ヒトの記憶容量は他の生物に比して圧倒的に大きく、更に記憶の3過程(取り込み・保持・再生)の中のとりわけ保持という機能が、脳障害や認知症等の特殊な場合を除いて、極めて劣化し難いという特徴があります。
そしてヒトは、生後色々な経験を通して学習したこと(その大部分はイメージや言語的記憶によるものですから、大脳辺縁系の中の「陳述的記憶の貯蔵庫」に蓄えられます。更に喜・怒・哀・楽・不安・恐怖等の情動反応も又イメージや言語的記憶として翻訳され、この場所に蓄えられます)を参考にして次の行動を決定していきます。それによって出来上がっていく行動のパターン化されたものが個性であり、吾我(エゴ)であり、アントニオ・ダマシオのいう自伝的自己というわけです。(「三ッ子の魂 百までも」という諺がこの辺の事情をよく説明しています)
言うなれば、自伝的自己を支えている「陳述的記憶の貯蔵庫」の扉を開くメカニズムが働き出すこと自体が、「貯蔵庫」の特性である「こだわりとか執着」が発生することになり、場合によっては「大脳辺縁系が仕掛ける罠」(前稿『脳科学の成果より』を参照してください)にまんまと嵌ってしまうのです。
ところが、この「大脳辺縁系が仕掛ける罠」から脱出する見事な方法を、禅は提案しています。
     
『般若心経』にある「五蘊皆空」というテーマがそれです。(「五蘊皆空」という話題を取り上げると何頁にも及びますので、この話題についてはいずれ別稿で検討しますから、ここではあっさりと扱っておきます)
     
此のうちの「識蘊」(アラヤ識)を「如何にして空ずることができるか?」ということが最も重要なこととされています。
     
「アラヤ識」は中国では、「含蔵識」とか「心王識」とかと訳されました。この内の「含蔵識」という言葉は、大脳辺縁系の一つの機能である「陳述的記憶の貯蔵庫」を表す用語とすれば、現代にも通じる言葉です。
     
又「心王識」という言葉は、「心の司令塔」とか「主人公」という意味です。
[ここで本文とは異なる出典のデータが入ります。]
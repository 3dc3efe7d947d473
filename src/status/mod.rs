pub mod collector;
pub mod producer;

pub use collector::{RefreshTrigger, collect_status};

use chrono::{DateTime, Local};
use serde::{Deserialize, Serialize};

use crate::errors::RoundelError;

/// Status text shown for a line that reported no status entries at all.
pub const UNKNOWN_STATUS: &str = "Unknown";

/// One status entry for a line, e.g. "Good Service" or "Minor Delays".
///
/// The TfL payload carries many more fields per entry (`$type`, `created`,
/// `validityPeriods`, ...); the board only ever reads the severity and the
/// optional disruption reason, so only those are decoded.
#[derive(Clone, Debug, Default, Serialize, Deserialize, PartialEq)]
#[serde(rename_all = "camelCase", default)]
pub struct LineStatus {
    pub status_severity: i32,
    pub status_severity_description: String,
    pub reason: Option<String>,
}

/// A named Underground line together with its current status entries.
#[derive(Clone, Debug, Default, Serialize, Deserialize, PartialEq)]
#[serde(rename_all = "camelCase", default)]
pub struct Line {
    pub id: String,
    pub name: String,
    pub mode_name: String,
    pub line_statuses: Vec<LineStatus>,
}

impl Line {
    /// Human-readable description of the line's first status entry.
    ///
    /// A line usually reports exactly one entry; during disruptions TfL may
    /// report several, in which case the first is the headline one. Lines
    /// with no entries report [`UNKNOWN_STATUS`].
    pub fn severity_description(&self) -> &str {
        self.line_statuses
            .first()
            .map(|s| s.status_severity_description.as_str())
            .unwrap_or(UNKNOWN_STATUS)
    }

    /// First non-empty disruption reason, shown in the expanded card detail.
    pub fn disruption_reason(&self) -> Option<&str> {
        self.line_statuses
            .iter()
            .filter_map(|s| s.reason.as_deref())
            .find(|r| !r.trim().is_empty())
    }
}

/// Decode the body of a line-status response into typed [`Line`] records.
///
/// Unknown fields are ignored; a body that is not a JSON array of line
/// objects fails with a distinct malformed-response error kind so the log
/// can tell a bad payload apart from a transport failure.
pub fn decode_lines(body: &str) -> Result<Vec<Line>, RoundelError> {
    serde_json::from_str(body).map_err(|e| RoundelError::MalformedStatusError { source: e })
}

/// Message sent from the collector thread to the board.
///
/// Every message wholesale replaces whatever the board currently shows:
/// there is exactly one rendered view at a time and no merging between
/// refresh cycles.
#[derive(Clone, Debug)]
pub enum StatusOutput {
    Snapshot {
        lines: Vec<Line>,
        fetched_at: DateTime<Local>,
    },
    Failure {
        message: String,
    },
}
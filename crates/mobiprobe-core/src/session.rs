//! Ownership of one automation session.
//!
//! A [`Session`] holds the driver from creation until [`Session::teardown`].
//! Teardown ends the remote session exactly once: later calls are no-ops,
//! so callers can invoke it unconditionally at the end of a run.

use std::sync::atomic::{AtomicBool, Ordering};
use std::sync::Arc;
use std::time::Duration;

use chrono::{DateTime, Utc};
use tracing::{info, warn};
use uuid::Uuid;

use crate::appium::AppiumDriver;
use crate::config::MobiprobeConfig;
use crate::driver::{AutomationDriver, DriverError};
use crate::orchestrator::Orchestrator;
use crate::transcript::Transcript;

/// One automation session and its transcript.
pub struct Session {
    /// Local identifier for this run.
    pub id: Uuid,

    /// When this session was created.
    pub created_at: DateTime<Utc>,

    driver: Arc<dyn AutomationDriver>,
    transcript: Arc<Transcript>,
    closed: AtomicBool,
}

impl Session {
    /// Wraps an already-connected driver.
    pub fn new(driver: Arc<dyn AutomationDriver>, transcript: Arc<Transcript>) -> Self {
        Self {
            id: Uuid::new_v4(),
            created_at: Utc::now(),
            driver,
            transcript,
            closed: AtomicBool::new(false),
        }
    }

    /// Creates a remote session on the configured Appium server.
    pub async fn connect(
        config: &MobiprobeConfig,
        transcript: Arc<Transcript>,
    ) -> Result<Self, DriverError> {
        let driver = AppiumDriver::builder(config.server_url.clone())
            .implicit_wait(Duration::from_millis(config.implicit_wait_ms))
            .http_timeout(Duration::from_millis(config.http_timeout_ms))
            .start(&config.capabilities)
            .await?;
        Ok(Self::new(Arc::new(driver), transcript))
    }

    pub fn driver(&self) -> Arc<dyn AutomationDriver> {
        Arc::clone(&self.driver)
    }

    pub fn transcript(&self) -> &Arc<Transcript> {
        &self.transcript
    }

    /// An orchestrator over this session's driver and transcript.
    pub fn orchestrator(&self, namespace: &str, config: &MobiprobeConfig) -> Orchestrator {
        Orchestrator::new(self.driver(), namespace, Arc::clone(&self.transcript))
            .with_settle(config.settle.clone())
            .capture_failures(config.capture_failures)
    }

    pub fn is_closed(&self) -> bool {
        self.closed.load(Ordering::SeqCst)
    }

    /// Ends the remote session.
    ///
    /// Returns `true` if this call issued the quit. A quit error is logged and
    /// still counts as closed.
    pub async fn teardown(&self) -> bool {
        if self.closed.swap(true, Ordering::SeqCst) {
            return false;
        }
        match self.driver.quit().await {
            Ok(()) => info!(session = %self.id, "session closed"),
            Err(e) => warn!(session = %self.id, error = %e, "session quit failed"),
        }
        true
    }
}

impl std::fmt::Debug for Session {
    fn fmt(&self, f: &mut std::fmt::Formatter<'_>) -> std::fmt::Result {
        f.debug_struct("Session")
            .field("id", &self.id)
            .field("created_at", &self.created_at)
            .field("closed", &self.is_closed())
            .finish()
    }
}
//! [`AutomationDriver`] implementation backed by an Appium server.
//!
//! This module provides [`AppiumDriver`], which implements the
//! [`AutomationDriver`] trait by sending W3C WebDriver commands over HTTP to
//! an Appium server. Request and response bodies are built and decoded by
//! [`crate::protocol`].
//!
//! # Example
//!
//! ```no_run
//! use std::time::Duration;
//! use mobiprobe_core::appium::AppiumDriver;
//! use mobiprobe_core::config::Capabilities;
//! use mobiprobe_core::driver::AutomationDriver;
//! use mobiprobe_core::locator::Selector;
//!
//! # async fn example() -> Result<(), Box<dyn std::error::Error>> {
//! let driver = AppiumDriver::builder("http://127.0.0.1:4723")
//!     .implicit_wait(Duration::from_secs(10))
//!     .start(&Capabilities::default())
//!     .await?;
//!
//! let button = driver.find_element(&Selector::id("test-button")).await?;
//! driver.click(&button).await?;
//! driver.quit().await?;
//! # Ok(())
//! # }
//! ```

use std::time::Duration;

use async_trait::async_trait;
use base64::Engine;
use reqwest::Method;
use serde_json::{json, Value};
use tracing::{debug, debug_span, info, trace, Instrument};

use crate::config::Capabilities;
use crate::driver::{AutomationDriver, DriverError};
use crate::element::{ElementHandle, ElementRect};
use crate::gesture::{Point, PointerSequence};
use crate::locator::Selector;
use crate::protocol::{self, error_from_value};

/// Default per-request HTTP timeout.
const DEFAULT_HTTP_TIMEOUT: Duration = Duration::from_secs(60);

/// Builder for an [`AppiumDriver`].
#[derive(Debug, Clone)]
pub struct AppiumDriverBuilder {
    server_url: String,
    implicit_wait: Option<Duration>,
    http_timeout: Duration,
}

impl AppiumDriverBuilder {
    /// Implicit wait the server applies to every element lookup.
    pub fn implicit_wait(mut self, wait: Duration) -> Self {
        self.implicit_wait = Some(wait);
        self
    }

    /// Timeout for each HTTP request.
    pub fn http_timeout(mut self, timeout: Duration) -> Self {
        self.http_timeout = timeout;
        self
    }

    /// Creates the automation session.
    pub async fn start(self, capabilities: &Capabilities) -> Result<AppiumDriver, DriverError> {
        let http = reqwest::Client::builder().timeout(self.http_timeout).build()?;
        let base_url = self.server_url.trim_end_matches('/').to_string();

        info!(server = %base_url, "creating automation session");
        let body = protocol::new_session_body(capabilities.to_w3c());
        let response = exchange(&http, Method::POST, &format!("{base_url}/session"), Some(body)).await?;
        let session_id = protocol::session_id_from(&response)?;
        info!(session_id = %session_id, "automation session created");

        let driver = AppiumDriver { http, base_url, session_id };
        if let Some(wait) = self.implicit_wait {
            driver
                .command(
                    Method::POST,
                    "timeouts",
                    Some(json!({ "implicit": wait.as_millis() as u64 })),
                )
                .await?;
        }
        Ok(driver)
    }
}

/// An [`AutomationDriver`] backed by one Appium session.
///
/// The session is created by [`AppiumDriverBuilder::start`] and ended by
/// [`quit`](AutomationDriver::quit).
#[derive(Debug)]
pub struct AppiumDriver {
    http: reqwest::Client,
    base_url: String,
    session_id: String,
}

impl AppiumDriver {
    /// Starts building a driver for the server at `server_url`.
    pub fn builder(server_url: impl Into<String>) -> AppiumDriverBuilder {
        AppiumDriverBuilder {
            server_url: server_url.into(),
            implicit_wait: None,
            http_timeout: DEFAULT_HTTP_TIMEOUT,
        }
    }

    /// The server-assigned session id.
    pub fn session_id(&self) -> &str {
        &self.session_id
    }

    /// Sends a session-scoped command and returns the `value` member.
    async fn command(&self, method: Method, path: &str, body: Option<Value>) -> Result<Value, DriverError> {
        let url = if path.is_empty() {
            format!("{}/session/{}", self.base_url, self.session_id)
        } else {
            format!("{}/session/{}/{}", self.base_url, self.session_id, path)
        };
        let response = exchange(&self.http, method, &url, body).await?;
        Ok(response.get("value").cloned().unwrap_or(Value::Null))
    }

    async fn element_command(
        &self,
        method: Method,
        element: &ElementHandle,
        command: &str,
        body: Option<Value>,
    ) -> Result<Value, DriverError> {
        let path = if command.is_empty() {
            format!("element/{}", element.id())
        } else {
            format!("element/{}/{}", element.id(), command)
        };
        self.command(method, &path, body).await
    }
}

/// Performs one HTTP exchange and returns the parsed response body.
///
/// Non-2xx responses are decoded as W3C errors.
async fn exchange(
    http: &reqwest::Client,
    method: Method,
    url: &str,
    body: Option<Value>,
) -> Result<Value, DriverError> {
    let span = debug_span!("appium_request", method = %method, url = %url);
    async {
        let mut request = http.request(method, url);
        if let Some(ref body) = body {
            trace!(body = %body, "request body");
            request = request.json(body);
        }

        let response = request.send().await?;
        let status = response.status();
        let text = response.text().await?;
        debug!(status = status.as_u16(), bytes = text.len(), "response received");

        let parsed = if text.trim().is_empty() {
            Ok(Value::Null)
        } else {
            serde_json::from_str::<Value>(&text)
        };

        match parsed {
            Ok(body) if status.is_success() => Ok(body),
            Ok(body) => Err(error_from_value(status.as_u16(), &body)),
            Err(e) if status.is_success() => Err(DriverError::JsonParse(e.to_string())),
            Err(_) => Err(error_from_value(status.as_u16(), &Value::Null)),
        }
    }
    .instrument(span)
    .await
}

#[async_trait]
impl AutomationDriver for AppiumDriver {
    async fn find_element(&self, selector: &Selector) -> Result<ElementHandle, DriverError> {
        let value = self
            .command(Method::POST, "element", Some(protocol::locator_body(selector)))
            .await?;
        protocol::element_from_value(&value)
    }

    async fn find_elements(&self, selector: &Selector) -> Result<Vec<ElementHandle>, DriverError> {
        let value = self
            .command(Method::POST, "elements", Some(protocol::locator_body(selector)))
            .await?;
        protocol::elements_from_value(&value)
    }

    async fn click(&self, element: &ElementHandle) -> Result<(), DriverError> {
        self.element_command(Method::POST, element, "click", Some(json!({}))).await?;
        Ok(())
    }

    async fn clear(&self, element: &ElementHandle) -> Result<(), DriverError> {
        self.element_command(Method::POST, element, "clear", Some(json!({}))).await?;
        Ok(())
    }

    async fn send_keys(&self, element: &ElementHandle, text: &str) -> Result<(), DriverError> {
        self.element_command(Method::POST, element, "value", Some(json!({ "text": text })))
            .await?;
        Ok(())
    }

    async fn text(&self, element: &ElementHandle) -> Result<String, DriverError> {
        let value = self.element_command(Method::GET, element, "text", None).await?;
        Ok(protocol::optional_string(&value)?.unwrap_or_default())
    }

    async fn attribute(
        &self,
        element: &ElementHandle,
        name: &str,
    ) -> Result<Option<String>, DriverError> {
        let value = self
            .element_command(Method::GET, element, &format!("attribute/{name}"), None)
            .await?;
        protocol::optional_string(&value)
    }

    async fn rect(&self, element: &ElementHandle) -> Result<ElementRect, DriverError> {
        let value = self.element_command(Method::GET, element, "rect", None).await?;
        protocol::rect_from_value(&value)
    }

    async fn is_displayed(&self, element: &ElementHandle) -> Result<bool, DriverError> {
        let value = self.element_command(Method::GET, element, "displayed", None).await?;
        value
            .as_bool()
            .ok_or_else(|| DriverError::JsonParse(format!("expected bool: {value}")))
    }

    async fn swipe(
        &self,
        start_x: i32,
        start_y: i32,
        end_x: i32,
        end_y: i32,
        duration_ms: u64,
    ) -> Result<(), DriverError> {
        let body = protocol::drag_gesture_body(
            Point::new(start_x, start_y),
            Point::new(end_x, end_y),
            duration_ms,
        );
        self.command(Method::POST, "execute/sync", Some(body)).await?;
        Ok(())
    }

    async fn perform_pointer(&self, sequence: &PointerSequence) -> Result<(), DriverError> {
        self.command(Method::POST, "actions", Some(protocol::actions_body(sequence)))
            .await?;
        Ok(())
    }

    async fn press_keycode(&self, keycode: u32) -> Result<(), DriverError> {
        self.command(
            Method::POST,
            "appium/device/press_keycode",
            Some(protocol::keycode_body(keycode)),
        )
        .await?;
        Ok(())
    }

    async fn screenshot(&self) -> Result<Vec<u8>, DriverError> {
        let value = self.command(Method::GET, "screenshot", None).await?;
        let b64 = value
            .as_str()
            .ok_or_else(|| DriverError::JsonParse("screenshot is not a string".to_string()))?;
        base64::engine::general_purpose::STANDARD
            .decode(b64)
            .map_err(|e| DriverError::JsonParse(format!("screenshot base64: {e}")))
    }

    async fn quit(&self) -> Result<(), DriverError> {
        info!(session_id = %self.session_id, "ending automation session");
        self.command(Method::DELETE, "", None).await?;
        Ok(())
    }
}
//! Sequencing of resolver calls, actions, settle delays and verification.
//!
//! The [`Orchestrator`] runs one step at a time against a single
//! [`AutomationDriver`]. Each step walks
//! `Idle -> Resolving -> {Acting -> Verifying -> Done} | NotFoundTerminal`,
//! records what happened in the [`Transcript`], and returns a typed outcome.
//! No step returns an error: a missing element, a raised action or a
//! mismatched read-back is recorded and the run moves on.
//!
//! # Example
//!
//! ```no_run
//! use std::sync::Arc;
//! use mobiprobe_core::driver::AutomationDriver;
//! use mobiprobe_core::orchestrator::Orchestrator;
//! use mobiprobe_core::transcript::Transcript;
//!
//! # async fn example(driver: Arc<dyn AutomationDriver>) {
//! let orchestrator = Orchestrator::new(driver, "com.testapp1", Transcript::new());
//! orchestrator.click_and_dismiss("test-button", None).await;
//! orchestrator.enter_text("text-input", None, "Hello Appium!").await;
//! orchestrator.verify_counter("button-counter", None, &[1]).await;
//! # }
//! ```

use std::sync::Arc;
use std::time::Duration;

use tracing::{debug, info, info_span, warn, Instrument};

use crate::action::{InteractionResult, Step};
use crate::driver::{AutomationDriver, DriverError, KEYCODE_BACK};
use crate::element::ElementHandle;
use crate::gesture::{PointerSequence, ScreenSwipe, SwipePath, ELEMENT_SWIPE_DURATION_MS};
use crate::locator::{alert_dismiss_selectors, Selector};
use crate::plan::Plan;
use crate::resolver::{ClickOutcome, Resolution, Resolver};
use crate::transcript::{StepPhase, StepRecord, StepStatus, Summary, Transcript};
use crate::verify;
use crate::wait::{poll_until, settle, SettlePolicy, DEFAULT_POLL_INTERVAL};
この「心王識」はアントニオ・ダマシオのいう「自伝的自己」と同義語と考えることができますので、これも又注目に値する言葉といえましょう。(白隠禅師は『毒語注心経』という書物の中で、アラヤ識のことを「識神」といい、人々はこれを「主人公」と思っているが、禅の立場から見ると、これは本当の「主人公」ではないと述べています)

脳科学が未発達の時代の古人の用語ですが、その先見性におどろかされます。但し今述べましたように、「含蔵識」と「心王識」とでは、現代の脳科学的知見からみますとかなり内容が異なります(「心王識」の方が「含蔵識」より、多くの機能を含んだ広い概念です)ので、「識蘊」(アラヤ識)という言葉が使われたり若しくは使おうとした時、「含蔵識」(「陳述的記憶の貯蔵庫」)という意味なのかそれとも「心王識」(「自伝的自己」)という意味なのかそれともそれら以外の意味なのかを区別する必要があります。
ところで問題は「如何にしてこのアラヤ識を空ずることができるか?」ということです。(ここでは「アラヤ識」を、白隠禅師と同じく「心王識」つまり自伝的自己という広い意味にとっておきます)

「空ずる」という極めて難解な言葉がでてきました。「空」という概念を検討するだけでも相当な時間が必要でしょうが、此処でも簡単にみておきます。
「如何にしてこのアラヤ識を空ずることができるか?」を『脳科学の成果より』風に翻訳しますと、「「陳述的記憶の貯蔵庫」をも含めた大脳辺縁系の機能が、「自分の全人格を表すものではなくて、脳の一つの機能にすぎない」ということを、「行」を通して体得することが出来るか?中核自己の領域の働きを必要に応じて使いこなすことによって、大脳辺縁系の有する弱点を補い、大脳辺縁系が仕掛ける罠から脱出することが出来るか?」ということになります。
そのためには、「大脳辺縁系の機能から離れた処にいて(これによって大脳辺縁系の働きだけが自分の全人格ではないことに気付くことができるのですが)、しかも大脳辺縁系の欠陥を露呈するような情動としての精神状態(怒り、納豆のネバネバのようになかなか断ち切れない悲嘆等)とは対極にある感情としての精神状態(「ゆとり・重荷からの解放感・・・楽しさ」と「優しさと・思いやり・・・悲しみを感じる心」)を、日常的に味わいそして使いこなす技を体得できるか?」ということになってきます。

「空ずる」ことが出来るためには、大脳辺縁系の影響を強く受けている「自伝的自己」=吾我(エゴ)が過度に働いていると気付く(察知する)だけでは不十分なのです。例えば肥満の人が毎日体重を測定し、毎日肥満に気付いたとしてもあまり意味がないように。気付かないよりはましだという意見はありますが、「空ずる」ためにはその対象を明確にし、それを消去する技を体得していなければなりませんし、又そうでないと実際の役には立ちません。